Dataset entries:
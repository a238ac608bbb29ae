//! Client projections of stored rooms.
//!
//! The only place that reads `Player::is_impostor` for output. The flag and
//! the current word are combined into a [`PlayerWord`] for the requesting
//! player alone; every other projection leaves both out.

use super::AppState;
use crate::error::{GameError, GameResult};
use crate::protocol::*;
use crate::types::*;

/// Shown to impostors in place of the word
pub const IMPOSTOR_SENTINEL: &str = "IMPOSTOR";

pub fn roster(players: &[Player]) -> Vec<RosterEntry> {
    players
        .iter()
        .map(|p| RosterEntry {
            name: p.name.clone(),
            is_host: p.is_host,
            is_connected: p.is_connected,
        })
        .collect()
}

/// Public view of a room. Excludes the current word and the word history.
pub fn room_view(snapshot: &RoomSnapshot) -> RoomView {
    let room = &snapshot.room;
    RoomView {
        id: room.id.clone(),
        name: room.name.clone(),
        status: room.status,
        phase: snapshot.phase(),
        round: room.current_round,
        max_players: room.max_players,
        player_count: snapshot.players.len(),
        current_theme: room.current_theme.clone(),
        words_played: room.played_words.len(),
        players: roster(&snapshot.players),
        version: room.version,
        created_at: room.created_at,
        updated_at: room.updated_at,
    }
}

pub fn player_session(player: &Player) -> PlayerSession {
    PlayerSession {
        id: player.id.clone(),
        room_id: player.room_id.clone(),
        name: player.name.clone(),
        is_host: player.is_host,
        session_id: player.session_id.clone(),
    }
}

/// What `player` gets to see of the current word, if one was drawn
pub fn player_word(room: &Room, player: &Player) -> Option<PlayerWord> {
    let word = room.current_word.as_ref()?;
    Some(if player.is_impostor {
        PlayerWord {
            word: IMPOSTOR_SENTINEL.to_string(),
            is_impostor: true,
        }
    } else {
        PlayerWord {
            word: word.clone(),
            is_impostor: false,
        }
    })
}

/// Private view for one player, or None if they are not in the room
pub fn player_view(snapshot: &RoomSnapshot, player_id: &str) -> Option<PlayerView> {
    let player = snapshot.player(player_id)?;
    let room = &snapshot.room;
    Some(PlayerView {
        room_id: room.id.clone(),
        room_name: room.name.clone(),
        status: room.status,
        phase: snapshot.phase(),
        round: room.current_round,
        theme: room.current_theme.clone(),
        player_word: player_word(room, player),
        is_host: player.is_host,
        players: roster(&snapshot.players),
        version: room.version,
        last_updated: room.updated_at,
    })
}

impl AppState {
    /// Load the private view of `player_id` in `room_id`
    pub async fn get_player_view(&self, room_id: &str, player_id: &str) -> GameResult<PlayerView> {
        let snapshot = self.load_room(room_id).await?;
        player_view(&snapshot, player_id).ok_or(GameError::NotFound("Player"))
    }
}
//! JSON shapes exchanged with clients.
//!
//! Everything here is client-facing. None of these types carry another
//! player's impostor flag; [`PlayerWord`] is the only place the flag appears
//! and it is only ever built for the requesting player.

use crate::types::*;
use chrono::{DateTime, Utc};
use serde::{Deserialize, Serialize};

/// Uniform response envelope
#[derive(Debug, Clone, Serialize, Deserialize)]
#[serde(rename_all = "camelCase")]
pub struct ApiResponse<T> {
    pub success: bool,
    #[serde(skip_serializing_if = "Option::is_none")]
    pub data: Option<T>,
    #[serde(skip_serializing_if = "Option::is_none")]
    pub error: Option<String>,
    #[serde(skip_serializing_if = "Option::is_none")]
    pub message: Option<String>,
    pub timestamp: DateTime<Utc>,
}

impl<T> ApiResponse<T> {
    pub fn ok(data: T) -> Self {
        Self {
            success: true,
            data: Some(data),
            error: None,
            message: None,
            timestamp: Utc::now(),
        }
    }

    pub fn with_message(mut self, message: impl Into<String>) -> Self {
        self.message = Some(message.into());
        self
    }

    pub fn error(error: impl Into<String>) -> Self {
        Self {
            success: false,
            data: None,
            error: Some(error.into()),
            message: None,
            timestamp: Utc::now(),
        }
    }
}

// ========== Requests ==========
//
// Fields are optional so missing input is reported as a validation error
// inside the envelope instead of an extractor rejection.

#[derive(Debug, Clone, Default, Deserialize)]
#[serde(rename_all = "camelCase")]
pub struct PlayerNameRequest {
    pub player_name: Option<String>,
}

#[derive(Debug, Clone, Default, Deserialize)]
#[serde(rename_all = "camelCase")]
pub struct LeaveRequest {
    pub player_id: Option<String>,
    pub player_name: Option<String>,
}

#[derive(Debug, Clone, Default, Deserialize)]
#[serde(rename_all = "camelCase")]
pub struct ThemeCommandRequest {
    pub host_id: Option<String>,
    pub theme_id: Option<String>,
}

#[derive(Debug, Clone, Default, Deserialize)]
#[serde(rename_all = "camelCase")]
pub struct HostCommandRequest {
    pub host_id: Option<String>,
}

#[derive(Debug, Clone, Default, Deserialize)]
#[serde(rename_all = "camelCase")]
pub struct PlayerIdRequest {
    pub player_id: Option<String>,
}

#[derive(Debug, Clone, Default, Deserialize)]
#[serde(rename_all = "camelCase")]
pub struct PlayerStateQuery {
    pub player_id: Option<String>,
}

// ========== Projections ==========

/// Public roster entry. Player ids are credentials, so neither the id nor
/// the impostor flag is included.
#[derive(Debug, Clone, Serialize, Deserialize, PartialEq)]
#[serde(rename_all = "camelCase")]
pub struct RosterEntry {
    pub name: String,
    pub is_host: bool,
    pub is_connected: bool,
}

/// Room as seen by anyone polling it
#[derive(Debug, Clone, Serialize, Deserialize)]
#[serde(rename_all = "camelCase")]
pub struct RoomView {
    pub id: RoomId,
    pub name: String,
    pub status: RoomStatus,
    pub phase: GamePhase,
    pub round: u32,
    pub max_players: usize,
    pub player_count: usize,
    pub current_theme: Option<ThemeId>,
    /// How many words of the current theme cycle were drawn
    pub words_played: usize,
    pub players: Vec<RosterEntry>,
    pub version: u64,
    pub created_at: DateTime<Utc>,
    pub updated_at: DateTime<Utc>,
}

/// The requesting player's word, or the impostor sentinel
#[derive(Debug, Clone, Serialize, Deserialize, PartialEq)]
#[serde(rename_all = "camelCase")]
pub struct PlayerWord {
    pub word: String,
    pub is_impostor: bool,
}

/// A player's private view of the room
#[derive(Debug, Clone, Serialize, Deserialize)]
#[serde(rename_all = "camelCase")]
pub struct PlayerView {
    pub room_id: RoomId,
    pub room_name: String,
    pub status: RoomStatus,
    pub phase: GamePhase,
    pub round: u32,
    pub theme: Option<ThemeId>,
    /// Absent until a word was drawn
    #[serde(skip_serializing_if = "Option::is_none")]
    pub player_word: Option<PlayerWord>,
    pub is_host: bool,
    pub players: Vec<RosterEntry>,
    pub version: u64,
    pub last_updated: DateTime<Utc>,
}

/// Identity handed to a player when they create or join a room
#[derive(Debug, Clone, Serialize, Deserialize)]
#[serde(rename_all = "camelCase")]
pub struct PlayerSession {
    pub id: PlayerId,
    pub room_id: RoomId,
    pub name: String,
    pub is_host: bool,
    pub session_id: SessionId,
}

/// Response to create and join
#[derive(Debug, Clone, Serialize, Deserialize)]
#[serde(rename_all = "camelCase")]
pub struct RoomSession {
    pub room: RoomView,
    pub player: PlayerSession,
}

#[derive(Debug, Clone, Serialize, Deserialize)]
#[serde(rename_all = "camelCase")]
pub struct RoomList {
    pub rooms: Vec<RoomView>,
    pub total: usize,
}

#[derive(Debug, Clone, Serialize, Deserialize, PartialEq)]
#[serde(rename_all = "camelCase")]
pub struct RoomInfo {
    pub room_name: String,
    pub player_count: usize,
    pub host_name: Option<String>,
}

/// Result of a player leaving
#[derive(Debug, Clone, Serialize, Deserialize, PartialEq)]
#[serde(tag = "action", rename_all = "snake_case")]
pub enum LeaveOutcome {
    PlayerLeft {
        #[serde(rename = "roomInfo")]
        room_info: RoomInfo,
    },
    /// The host left and the room was deleted
    HostLeft,
}

#[derive(Debug, Clone, Default, Serialize, Deserialize, PartialEq)]
#[serde(rename_all = "camelCase")]
pub struct CleanupSummary {
    pub orphaned_rooms: usize,
    pub empty_rooms: usize,
    pub stale_rooms: usize,
    pub disconnected_players: usize,
    pub total_cleaned: usize,
}

#[derive(Debug, Clone, Serialize, Deserialize, PartialEq)]
#[serde(rename_all = "camelCase")]
pub struct OrphanCleanup {
    pub deleted_count: usize,
}

#[derive(Debug, Clone, Serialize, Deserialize, PartialEq)]
#[serde(rename_all = "camelCase")]
pub struct Stats {
    pub total_rooms: usize,
    pub active_rooms: usize,
    pub total_players: usize,
}

#[cfg(test)]
mod tests {
    use super::*;

    #[test]
    fn test_envelope_shape() {
        let json = serde_json::to_value(ApiResponse::ok(3).with_message("done")).unwrap();
        assert_eq!(json["success"], true);
        assert_eq!(json["data"], 3);
        assert_eq!(json["message"], "done");
        assert!(json.get("error").is_none());
        assert!(json.get("timestamp").is_some());

        let json = serde_json::to_value(ApiResponse::<()>::error("nope")).unwrap();
        assert_eq!(json["success"], false);
        assert_eq!(json["error"], "nope");
        assert!(json.get("data").is_none());
    }

    #[test]
    fn test_leave_outcome_serialization() {
        let left = LeaveOutcome::PlayerLeft {
            room_info: RoomInfo {
                room_name: "Ana".to_string(),
                player_count: 2,
                host_name: Some("Ana".to_string()),
            },
        };
        let json = serde_json::to_value(&left).unwrap();
        assert_eq!(json["action"], "player_left");
        assert_eq!(json["roomInfo"]["playerCount"], 2);
        assert_eq!(json["roomInfo"]["hostName"], "Ana");

        let json = serde_json::to_value(LeaveOutcome::HostLeft).unwrap();
        assert_eq!(json, serde_json::json!({ "action": "host_left" }));
    }

    #[test]
    fn test_requests_accept_camel_case() {
        let req: ThemeCommandRequest =
            serde_json::from_str(r#"{"hostId":"h1","themeId":"food"}"#).unwrap();
        assert_eq!(req.host_id.as_deref(), Some("h1"));
        assert_eq!(req.theme_id.as_deref(), Some("food"));

        let req: PlayerNameRequest = serde_json::from_str("{}").unwrap();
        assert!(req.player_name.is_none());
    }

    #[test]
    fn test_phase_wire_names() {
        assert_eq!(
            serde_json::to_value(GamePhase::ThemeSelection).unwrap(),
            "theme_selection"
        );
        assert_eq!(serde_json::to_value(RoomStatus::Playing).unwrap(), "playing");
    }
}
//! HTTP API endpoints.
//!
//! Every handler answers with the [`ApiResponse`] envelope; failures go
//! through `GameError`'s `IntoResponse` so status mapping lives in one place.

use axum::{
    extract::{
        rejection::{JsonRejection, QueryRejection},
        Path, Query, State,
    },
    routing::{get, post},
    Json, Router,
};
use chrono::Utc;
use std::sync::Arc;
use tower_http::{cors::CorsLayer, trace::TraceLayer};

use crate::error::{GameError, GameResult};
use crate::protocol::*;
use crate::state::view::{player_session, room_view};
use crate::state::AppState;
use crate::themes::{Theme, THEMES};

type ApiResult<T> = GameResult<Json<ApiResponse<T>>>;

/// Unwrap a JSON body, reporting malformed input as a validation error
fn body<T>(payload: Result<Json<T>, JsonRejection>) -> GameResult<T> {
    payload
        .map(|Json(value)| value)
        .map_err(|rejection| GameError::Validation(rejection.body_text()))
}

/// Require a non-blank field
fn required(value: Option<String>, field: &'static str) -> GameResult<String> {
    value
        .filter(|v| !v.trim().is_empty())
        .ok_or_else(|| GameError::Validation(format!("{} is required", field)))
}

/// The host's own view, returned by every host command
async fn host_view(state: &AppState, room_id: &str, host_id: &str) -> ApiResult<PlayerView> {
    let view = state.get_player_view(room_id, host_id).await?;
    Ok(Json(ApiResponse::ok(view)))
}

/// GET /rooms
pub async fn list_rooms(State(state): State<Arc<AppState>>) -> ApiResult<RoomList> {
    let rooms: Vec<RoomView> = state
        .list_open_rooms()
        .await?
        .iter()
        .map(room_view)
        .collect();
    let total = rooms.len();
    Ok(Json(ApiResponse::ok(RoomList { rooms, total })))
}

/// POST /rooms
pub async fn create_room(
    State(state): State<Arc<AppState>>,
    payload: Result<Json<PlayerNameRequest>, JsonRejection>,
) -> ApiResult<RoomSession> {
    let req = body(payload)?;
    let name = required(req.player_name, "playerName")?;

    let (snapshot, host) = state.create_room(&name).await?;
    Ok(Json(
        ApiResponse::ok(RoomSession {
            room: room_view(&snapshot),
            player: player_session(&host),
        })
        .with_message("Room created"),
    ))
}

/// GET /rooms/{id}
pub async fn get_room(
    State(state): State<Arc<AppState>>,
    Path(room_id): Path<String>,
) -> ApiResult<RoomView> {
    let snapshot = state.get_room(&room_id).await?;
    Ok(Json(ApiResponse::ok(room_view(&snapshot))))
}

/// POST /rooms/{id}/join
pub async fn join_room(
    State(state): State<Arc<AppState>>,
    Path(room_id): Path<String>,
    payload: Result<Json<PlayerNameRequest>, JsonRejection>,
) -> ApiResult<RoomSession> {
    let req = body(payload)?;
    let name = required(req.player_name, "playerName")?;

    let player = state.join_room(&room_id, &name).await?;
    let snapshot = state.get_room(&room_id).await?;
    Ok(Json(
        ApiResponse::ok(RoomSession {
            room: room_view(&snapshot),
            player: player_session(&player),
        })
        .with_message(format!("{} joined the room", player.name)),
    ))
}

/// POST /rooms/{id}/leave
pub async fn leave_room(
    State(state): State<Arc<AppState>>,
    Path(room_id): Path<String>,
    payload: Result<Json<LeaveRequest>, JsonRejection>,
) -> ApiResult<LeaveOutcome> {
    let req = body(payload)?;
    let player_id = required(req.player_id, "playerId")?;

    let outcome = state.remove_player(&room_id, &player_id).await?;
    let message = match (&outcome, req.player_name) {
        (LeaveOutcome::HostLeft, _) => "The host left. The room was deleted.".to_string(),
        (LeaveOutcome::PlayerLeft { .. }, Some(name)) => format!("{} left the room", name),
        (LeaveOutcome::PlayerLeft { .. }, None) => "Player left the room".to_string(),
    };
    Ok(Json(ApiResponse::ok(outcome).with_message(message)))
}

/// POST /rooms/{id}/start-game
pub async fn start_game(
    State(state): State<Arc<AppState>>,
    Path(room_id): Path<String>,
    payload: Result<Json<ThemeCommandRequest>, JsonRejection>,
) -> ApiResult<PlayerView> {
    let req = body(payload)?;
    let host_id = required(req.host_id, "hostId")?;
    let theme_id = required(req.theme_id, "themeId")?;

    state.start_game(&room_id, &host_id, &theme_id).await?;
    host_view(&state, &room_id, &host_id).await
}

/// POST /rooms/{id}/change-theme
pub async fn change_theme(
    State(state): State<Arc<AppState>>,
    Path(room_id): Path<String>,
    payload: Result<Json<ThemeCommandRequest>, JsonRejection>,
) -> ApiResult<PlayerView> {
    let req = body(payload)?;
    let host_id = required(req.host_id, "hostId")?;
    let theme_id = required(req.theme_id, "themeId")?;

    state.change_theme(&room_id, &host_id, &theme_id).await?;
    host_view(&state, &room_id, &host_id).await
}

/// POST /rooms/{id}/generate-word
///
/// The word itself is only delivered through the host's `playerWord`, so an
/// impostor host gets the sentinel like everyone else.
pub async fn generate_word(
    State(state): State<Arc<AppState>>,
    Path(room_id): Path<String>,
    payload: Result<Json<HostCommandRequest>, JsonRejection>,
) -> ApiResult<PlayerView> {
    let req = body(payload)?;
    let host_id = required(req.host_id, "hostId")?;

    state.generate_word(&room_id, &host_id).await?;
    host_view(&state, &room_id, &host_id).await
}

/// POST /rooms/{id}/next-round
pub async fn next_round(
    State(state): State<Arc<AppState>>,
    Path(room_id): Path<String>,
    payload: Result<Json<HostCommandRequest>, JsonRejection>,
) -> ApiResult<PlayerView> {
    let req = body(payload)?;
    let host_id = required(req.host_id, "hostId")?;

    let round = state.next_round(&room_id, &host_id).await?;
    let Json(response) = host_view(&state, &room_id, &host_id).await?;
    Ok(Json(response.with_message(format!("Round {} started", round))))
}

/// POST /rooms/{id}/end-round
pub async fn end_round(
    State(state): State<Arc<AppState>>,
    Path(room_id): Path<String>,
    payload: Result<Json<HostCommandRequest>, JsonRejection>,
) -> ApiResult<PlayerView> {
    let req = body(payload)?;
    let host_id = required(req.host_id, "hostId")?;

    state.end_round(&room_id, &host_id).await?;
    host_view(&state, &room_id, &host_id).await
}

/// POST /rooms/{id}/end-game
pub async fn end_game(
    State(state): State<Arc<AppState>>,
    Path(room_id): Path<String>,
    payload: Result<Json<HostCommandRequest>, JsonRejection>,
) -> ApiResult<PlayerView> {
    let req = body(payload)?;
    let host_id = required(req.host_id, "hostId")?;

    state.end_game(&room_id, &host_id).await?;
    host_view(&state, &room_id, &host_id).await
}

/// POST /rooms/{id}/heartbeat
pub async fn heartbeat(
    State(state): State<Arc<AppState>>,
    Path(room_id): Path<String>,
    payload: Result<Json<PlayerIdRequest>, JsonRejection>,
) -> ApiResult<()> {
    let req = body(payload)?;
    let player_id = required(req.player_id, "playerId")?;

    state.heartbeat(&room_id, &player_id).await?;
    Ok(Json(ApiResponse::ok(())))
}

/// GET /rooms/{id}/player-state?playerId=...
pub async fn player_state(
    State(state): State<Arc<AppState>>,
    Path(room_id): Path<String>,
    query: Result<Query<PlayerStateQuery>, QueryRejection>,
) -> ApiResult<PlayerView> {
    let Query(query) = query.map_err(|rejection| GameError::Validation(rejection.body_text()))?;
    let player_id = required(query.player_id, "playerId")?;

    let view = state.get_player_view(&room_id, &player_id).await?;
    Ok(Json(ApiResponse::ok(view)))
}

/// GET /themes
pub async fn list_themes() -> Json<ApiResponse<&'static [Theme]>> {
    Json(ApiResponse::ok(THEMES))
}

/// POST /admin/cleanup-orphaned-rooms
pub async fn cleanup_orphaned_rooms(State(state): State<Arc<AppState>>) -> ApiResult<OrphanCleanup> {
    let deleted_count = state.cleanup_orphaned_rooms().await?;
    Ok(Json(
        ApiResponse::ok(OrphanCleanup { deleted_count })
            .with_message(format!("Deleted {} orphaned rooms", deleted_count)),
    ))
}

/// POST /admin/cleanup-rooms
pub async fn cleanup_rooms(State(state): State<Arc<AppState>>) -> ApiResult<CleanupSummary> {
    let summary = state.cleanup_rooms(Utc::now()).await?;
    let message = format!("Cleaned up {} items", summary.total_cleaned);
    Ok(Json(ApiResponse::ok(summary).with_message(message)))
}

/// GET /admin/stats
pub async fn stats(State(state): State<Arc<AppState>>) -> ApiResult<Stats> {
    Ok(Json(ApiResponse::ok(state.stats().await?)))
}

/// Build the application router
pub fn router(state: Arc<AppState>) -> Router {
    Router::new()
        .route("/rooms", get(list_rooms).post(create_room))
        .route("/rooms/{id}", get(get_room))
        .route("/rooms/{id}/join", post(join_room))
        .route("/rooms/{id}/leave", post(leave_room))
        .route("/rooms/{id}/start-game", post(start_game))
        .route("/rooms/{id}/change-theme", post(change_theme))
        .route("/rooms/{id}/generate-word", post(generate_word))
        .route("/rooms/{id}/next-round", post(next_round))
        .route("/rooms/{id}/end-round", post(end_round))
        .route("/rooms/{id}/end-game", post(end_game))
        .route("/rooms/{id}/heartbeat", post(heartbeat))
        .route("/rooms/{id}/player-state", get(player_state))
        .route("/themes", get(list_themes))
        .route("/admin/cleanup-orphaned-rooms", post(cleanup_orphaned_rooms))
        .route("/admin/cleanup-rooms", post(cleanup_rooms))
        .route("/admin/stats", get(stats))
        .layer(CorsLayer::permissive())
        .layer(TraceLayer::new_for_http())
        .with_state(state)
}

#[cfg(test)]
mod tests {
    use super::*;

    #[test]
    fn test_required_rejects_blank() {
        assert!(matches!(
            required(None, "hostId"),
            Err(GameError::Validation(msg)) if msg == "hostId is required"
        ));
        assert!(matches!(
            required(Some("   ".to_string()), "hostId"),
            Err(GameError::Validation(_))
        ));
        assert_eq!(required(Some("h1".to_string()), "hostId").unwrap(), "h1");
    }

    #[tokio::test]
    async fn test_handlers_share_state() {
        let state = Arc::new(AppState::in_memory());
        let Json(created) = create_room(
            State(state.clone()),
            Ok(Json(PlayerNameRequest {
                player_name: Some("Ana".to_string()),
            })),
        )
        .await
        .unwrap();
        let session = created.data.unwrap();
        assert!(session.player.is_host);

        let Json(listed) = list_rooms(State(state)).await.unwrap();
        let list = listed.data.unwrap();
        assert_eq!(list.total, 1);
        assert_eq!(list.rooms[0].id, session.room.id);
    }
}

> TASK ITEM
Please return each line of the data above in which the word "through" occurs.

> OUTPUT BELOW
//! through `GameError`'s `IntoResponse` so status mapping lives in one place.
/// The word itself is only delivered through the host's `playerWord`, so an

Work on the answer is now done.